Week in Review: May 3, 2024

May 6, 2024

Recap & Commentary

Markets ended the week modestly higher aided by April’s weaker-than-expected jobs report which helped offset the Federal Reserve acknowledging that the fight against inflation has stalled and as a result, is unlikely to cut interest rates in the near term, until it gains the necessary confidence that inflation is headed sustainably lower. Another busy week of 1Q24 earnings reports also vied for investor attention.

On Wednesday, as expected, the Fed left the Fed Funds rate unchanged at its current range of 5.25-5.50%. Speaking afterwards, Fed Chair Jay Powell acknowledged that recent inflation data has been disappointing and has not fostered the necessary confidence for the Fed to consider cutting rates. Following the recent swing in market sentiment some economists were beginning to question whether in fact the Fed might have to raise rates further. When asked, Powell said he thought that it was “unlikely that the next policy rate move will be a hike.” Later, when asked under what scenarios the Fed might consider cutting rates, Powell said that an “unexpected weakening in the labor market” could prompt a rate cut. That likely explained the markets goodnews- is bad reaction to Friday’s employment report which saw job creation in April slow to its lowest level in six months.

Through Friday, 80% of S&P 500 companies had reported 1Q24 earnings. Thus far, 77% have beaten their earnings estimate, while 61% have beaten their revenue estimate. According to industry group FactSet, consolidated growth for 1Q24 is expected to be 5.0%, up from the expected 3.4% on March 31.

Economic Commentary

Economic data headlined by the April jobs report came in worse than expected last week.

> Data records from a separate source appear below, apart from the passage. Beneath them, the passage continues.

//! Shared-memory stream multiplexing between local processes.
//!
//! Two processes on one host connect over a Unix domain socket (or TCP) and
//! multiplex many byte streams over it. Payloads travel through shared
//! memory: the writer copies a chunk into a slab of a shared segment and
//! publishes its descriptor on a lock-free queue; the reader picks the
//! descriptor up and reads the bytes in place. The socket carries only small
//! control events, plus whole payloads when shared memory is exhausted.
//!
//! # Architecture
//!
//! - `protocol`: control frame codec
//! - `buffer`: size-classed slab allocator over shared segment files
//! - `queue`: single-producer single-consumer descriptor queues
//! - `poller`: edge-triggered readiness and the dispatcher thread
//! - `session`: connection state machine, handshake and data path
//! - `stream`: blocking stream handles with deadlines
//! - `restart`: handing a live session to a successor process
//! - `metrics`: counters and the [`Monitor`] capability
//!
//! # Example
//!
//! ```no_run
//! use std::io::{Read, Write};
//! use std::os::unix::net::UnixStream;
//! use shmux::{Dispatcher, DispatcherConfig, Session, SessionConfig};
//!
//! fn main() -> shmux::Result<()> {
//!     tracing_subscriber::fmt::init();
//!
//!     let dispatcher = Dispatcher::new(DispatcherConfig::default())?;
//!     let (a, b) = UnixStream::pair()?;
//!
//!     let server = std::thread::spawn({
//!         let handle = dispatcher.handle();
//!         move || Session::server(b, SessionConfig::default(), &handle)
//!     });
//!     let client = Session::client(a, SessionConfig::default(), &dispatcher.handle())?;
//!     let server = server.join().expect("server thread")?;
//!
//!     let mut stream = client.open_stream()?;
//!     stream.write_all(b"hello")?;
//!
//!     let mut accepted = server.accept_stream(None)?;
//!     let mut buf = [0u8; 5];
//!     accepted.read_exact(&mut buf)?;
//!     Ok(())
//! }
//! ```

#![warn(missing_docs)]
#![cfg_attr(test, allow(clippy::unwrap_used, clippy::expect_used))]

pub mod buffer;
pub mod config;
pub mod error;
pub mod metrics;
pub mod poller;
pub mod protocol;
pub mod queue;
pub mod restart;
pub mod session;
pub mod shm;
pub mod stream;
pub mod transport;

pub use buffer::{BufferDescriptor, BufferManager, ShmBuffer};
pub use config::{DispatcherConfig, SessionConfig, SizePercent};
pub use error::{Error, Result};
pub use metrics::{
    Monitor, PerformanceMetrics, SessionMetrics, ShareMemoryMetrics, StabilityMetrics,
    TracingMonitor,
};
pub use poller::{Dispatcher, DispatcherHandle, PollerKind};
pub use session::{Role, Session, SessionState};
pub use stream::Stream;
pub use transport::{Transport, TransportKind};
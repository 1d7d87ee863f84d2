//! Control connection transports.
//!
//! A session needs an ordered, reliable byte stream it can switch between
//! blocking mode (handshake) and non-blocking mode (dispatcher-driven). Unix
//! domain sockets are preferred; TCP works as a portable fallback.

use std::fmt;
use std::io::{self, Read, Write};
use std::net::{Shutdown, TcpStream};
use std::os::fd::OwnedFd;
use std::os::unix::io::{AsRawFd, RawFd};
use std::os::unix::net::UnixStream;
use std::time::{Duration, Instant};

use crate::poller::timeout_millis;
use crate::{Error, Result};

/// Kind of control connection.
#[derive(Debug, Clone, Copy, PartialEq, Eq)]
#[repr(u8)]
pub enum TransportKind {
    /// Unix domain stream socket
    Unix = 0,
    /// TCP stream
    Tcp = 1,
}

impl TryFrom<u8> for TransportKind {
    type Error = Error;

    fn try_from(value: u8) -> Result<Self> {
        match value {
            0 => Ok(Self::Unix),
            1 => Ok(Self::Tcp),
            other => Err(Error::HotRestart(format!("unknown transport kind {other}"))),
        }
    }
}

/// A duplex byte stream usable as a control connection.
pub trait Transport: Read + Write + AsRawFd + Send + Sync + fmt::Debug {
    /// Transport kind, recorded in hot-restart handoffs.
    fn kind(&self) -> TransportKind;

    /// Duplicate the underlying descriptor.
    fn try_clone_transport(&self) -> io::Result<Box<dyn Transport>>;

    /// Shut down both directions.
    fn shutdown_both(&self) -> io::Result<()>;

    /// Switch non-blocking mode.
    fn set_nonblocking_mode(&self, nonblocking: bool) -> io::Result<()>;

    /// Set the blocking read timeout.
    fn set_read_timeout_opt(&self, timeout: Option<Duration>) -> io::Result<()>;

    /// Set the blocking write timeout.
    fn set_write_timeout_opt(&self, timeout: Option<Duration>) -> io::Result<()>;
}

impl Transport for UnixStream {
    fn kind(&self) -> TransportKind {
        TransportKind::Unix
    }

    fn try_clone_transport(&self) -> io::Result<Box<dyn Transport>> {
        Ok(Box::new(self.try_clone()?))
    }

    fn shutdown_both(&self) -> io::Result<()> {
        self.shutdown(Shutdown::Both)
    }

    fn set_nonblocking_mode(&self, nonblocking: bool) -> io::Result<()> {
        self.set_nonblocking(nonblocking)
    }

    fn set_read_timeout_opt(&self, timeout: Option<Duration>) -> io::Result<()> {
        self.set_read_timeout(timeout)
    }

    fn set_write_timeout_opt(&self, timeout: Option<Duration>) -> io::Result<()> {
        self.set_write_timeout(timeout)
    }
}

impl Transport for TcpStream {
    fn kind(&self) -> TransportKind {
        TransportKind::Tcp
    }

    fn try_clone_transport(&self) -> io::Result<Box<dyn Transport>> {
        Ok(Box::new(self.try_clone()?))
    }

    fn shutdown_both(&self) -> io::Result<()> {
        self.shutdown(Shutdown::Both)
    }

    fn set_nonblocking_mode(&self, nonblocking: bool) -> io::Result<()> {
        self.set_nonblocking(nonblocking)
    }

    fn set_read_timeout_opt(&self, timeout: Option<Duration>) -> io::Result<()> {
        self.set_read_timeout(timeout)
    }

    fn set_write_timeout_opt(&self, timeout: Option<Duration>) -> io::Result<()> {
        self.set_write_timeout(timeout)
    }
}

/// Rebuild a transport from a descriptor received over a side channel.
pub fn transport_from_fd(kind: TransportKind, fd: OwnedFd) -> Box<dyn Transport> {
    match kind {
        TransportKind::Unix => Box::new(UnixStream::from(fd)),
        TransportKind::Tcp => Box::new(TcpStream::from(fd)),
    }
}

/// Block until `fd` is writable or `deadline` passes.
#[allow(unsafe_code)]
fn wait_writable(fd: RawFd, deadline: Instant) -> Result<()> {
    loop {
        let remaining = deadline.saturating_duration_since(Instant::now());
        if remaining.is_zero() {
            return Err(Error::Timeout);
        }
        let mut pfd = libc::pollfd {
            fd,
            events: libc::POLLOUT,
            revents: 0,
        };
        // SAFETY: pfd is a single valid pollfd.
        let n = unsafe { libc::poll(&raw mut pfd, 1, timeout_millis(Some(remaining))) };
        if n < 0 {
            let err = io::Error::last_os_error();
            if err.kind() == io::ErrorKind::Interrupted {
                continue;
            }
            return Err(Error::EventConn(format!("poll for write: {err}")));
        }
        if n > 0 {
            return Ok(());
        }
    }
}

/// Write all of `buf` to a non-blocking transport before `deadline`.
///
/// A timeout after the first byte leaves a partial frame on the wire; the
/// caller must treat the connection as broken in that case.
pub fn write_all_until(conn: &mut dyn Transport, mut buf: &[u8], deadline: Instant) -> Result<()> {
    while !buf.is_empty() {
        match conn.write(buf) {
            Ok(0) => {
                return Err(Error::EventConn(
                    "control connection accepted no bytes".to_string(),
                ));
            }
            Ok(n) => buf = &buf[n..],
            Err(e) if e.kind() == io::ErrorKind::WouldBlock => {
                wait_writable(conn.as_raw_fd(), deadline)?;
            }
            Err(e) if e.kind() == io::ErrorKind::Interrupted => {}
            Err(e) => return Err(Error::EventConn(format!("write failed: {e}"))),
        }
    }
    Ok(())
}
#[test]
fn test_abrupt_disconnect_returns_buffers() {
    common::init_tracing();
    let dir = tempfile::tempdir().unwrap();
    let dispatcher = common::dispatcher(PollerKind::Auto);
    let (a, b) = UnixStream::pair().unwrap();
    let severed = b.try_clone().unwrap();
    let (client, server) = connect(
        a,
        b,
        test_config(dir.path()),
        test_config(dir.path()),
        &dispatcher,
    );
    let baseline = client.metrics().share_memory.in_use_bytes;
    assert_eq!(server.metrics().share_memory.in_use_bytes, baseline);

    let up = client.open_stream().unwrap();
    up.write(&pattern(64 * 1024, 4)).unwrap();
    let down = server.open_stream().unwrap();
    down.write(&pattern(48 * 1024, 5)).unwrap();
    assert!(client.metrics().share_memory.in_use_bytes > baseline);

    // Neither side reads before the connection dies under them.
    severed.shutdown(Shutdown::Both).unwrap();
    wait_for("both sides to close", || {
        client.is_closed() && server.is_closed()
    });

    // Teardown finishes on the dispatcher thread after the state flips.
    wait_for("buffers to return", || {
        client.metrics().share_memory.in_use_bytes == baseline
            && server.metrics().share_memory.in_use_bytes == baseline
    });
    let mut buf = [0u8; 8];
    assert!(matches!(up.read(&mut buf), Err(Error::ConnectionClosed)));
    assert!(matches!(down.write(b"x"), Err(Error::ConnectionClosed)));
}

#[derive(Default)]
struct RecordingMonitor {
    emits: Mutex<Vec<StabilityMetrics>>,
    flushed: AtomicBool,
}

impl Monitor for RecordingMonitor {
    fn on_emit(
        &self,
        _performance: &PerformanceMetrics,
        stability: &StabilityMetrics,
        _share_memory: &ShareMemoryMetrics,
    ) {
        self.emits.lock().unwrap().push(*stability);
    }

    fn flush(&self) {
        self.flushed.store(true, Ordering::SeqCst);
    }
}

#[test]
fn test_monitor_receives_snapshots() {
    fn frequent(dir: &std::path::Path) -> shmux::SessionConfig {
        test_config(dir).with_metrics_interval(Duration::from_millis(20))
    }
    let pair = pair_with(frequent, PollerKind::Auto);
    let monitor = Arc::new(RecordingMonitor::default());
    pair.client.set_monitor(monitor.clone());
    pair.server.set_monitor(Arc::new(TracingMonitor::new("server")));

    let stream = pair.client.open_stream().unwrap();
    wait_for("a snapshot", || {
        monitor
            .emits
            .lock()
            .unwrap()
            .iter()
            .any(|s| s.active_stream_count == 1)
    });

    pair.client.close();
    assert!(monitor.flushed.load(Ordering::SeqCst));
    let last = *monitor.emits.lock().unwrap().last().unwrap();
    assert_eq!(last.active_stream_count, 0);
    drop(stream);
}

#[test]
fn test_tcp_transport() {
    common::init_tracing();
    let dir = tempfile::tempdir().unwrap();
    let dispatcher = common::dispatcher(PollerKind::Auto);
    let listener = TcpListener::bind("127.0.0.1:0").unwrap();
    let a = TcpStream::connect(listener.local_addr().unwrap()).unwrap();
    let (b, _) = listener.accept().unwrap();

    let (client, server) = common::connect(
        a,
        b,
        test_config(dir.path()),
        test_config(dir.path()),
        &dispatcher,
    );
    let payload = pattern(300 * 1024, 5);
    let stream = client.open_stream().unwrap();
    stream.write(&payload).unwrap();

    let accepted = server.accept_stream(Some(Duration::from_secs(5))).unwrap();
    assert_eq!(read_len(&accepted, payload.len()), payload);
}

#[test]
fn test_poll_backend_sessions() {
    let pair = pair_with(test_config, PollerKind::Poll);
    let payload = pattern(256 * 1024, 11);
    let stream = pair.client.open_stream().unwrap();

    thread::scope(|s| {
        s.spawn(|| stream.write(&payload).unwrap());
        let accepted = pair.server.accept_stream(Some(Duration::from_secs(5))).unwrap();
        assert_eq!(read_len(&accepted, payload.len()), payload);
    });
    assert!(pair.server.metrics().performance.receive_sync_event_count > 0);
}

#[test]
fn test_io_traits() {
    use std::io::{Read, Write};

    let pair = pair();
    let mut stream = pair.client.open_stream().unwrap();
    stream.write_all(b"through std::io").unwrap();
    stream.flush().unwrap();

    let mut accepted = pair.server.accept_stream(Some(Duration::from_secs(5))).unwrap();
    let mut buf = [0u8; 15];
    accepted.read_exact(&mut buf).unwrap();
    assert_eq!(&buf, b"through std::io");

    accepted.set_read_deadline(Some(Instant::now()));
    let err = accepted.read_exact(&mut buf).unwrap_err();
    assert_eq!(err.kind(), std::io::ErrorKind::TimedOut);
}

Nonfarm payrolls increased by 175K during the month, well below the consensus forecast of 238K. The unemployment rate increased to 3.9% vs. expectations that it would remain at 3.8%. Average hourly earnings rose 0.2% during the month, while hours worked declined 0.1%. The market appeared to interpret the miss as strong enough to keep recession expectations at bay, but weak enough to keep the door open for rate cuts in the 2nd half of the year.

After briefly expanding last month, the ISM Manufacturing index declined to 49.2 in April, below the expected reading of 50. The index was led lower by sluggish demand, which fell back into contraction territory, and slowing production, which softened since March. Prices paid rose for the third consecutive month, reaching their highest level since June 2022. Increasing costs bear watching, as goods prices have been a primary driver of the broader deceleration in consumer inflation since mid-2022.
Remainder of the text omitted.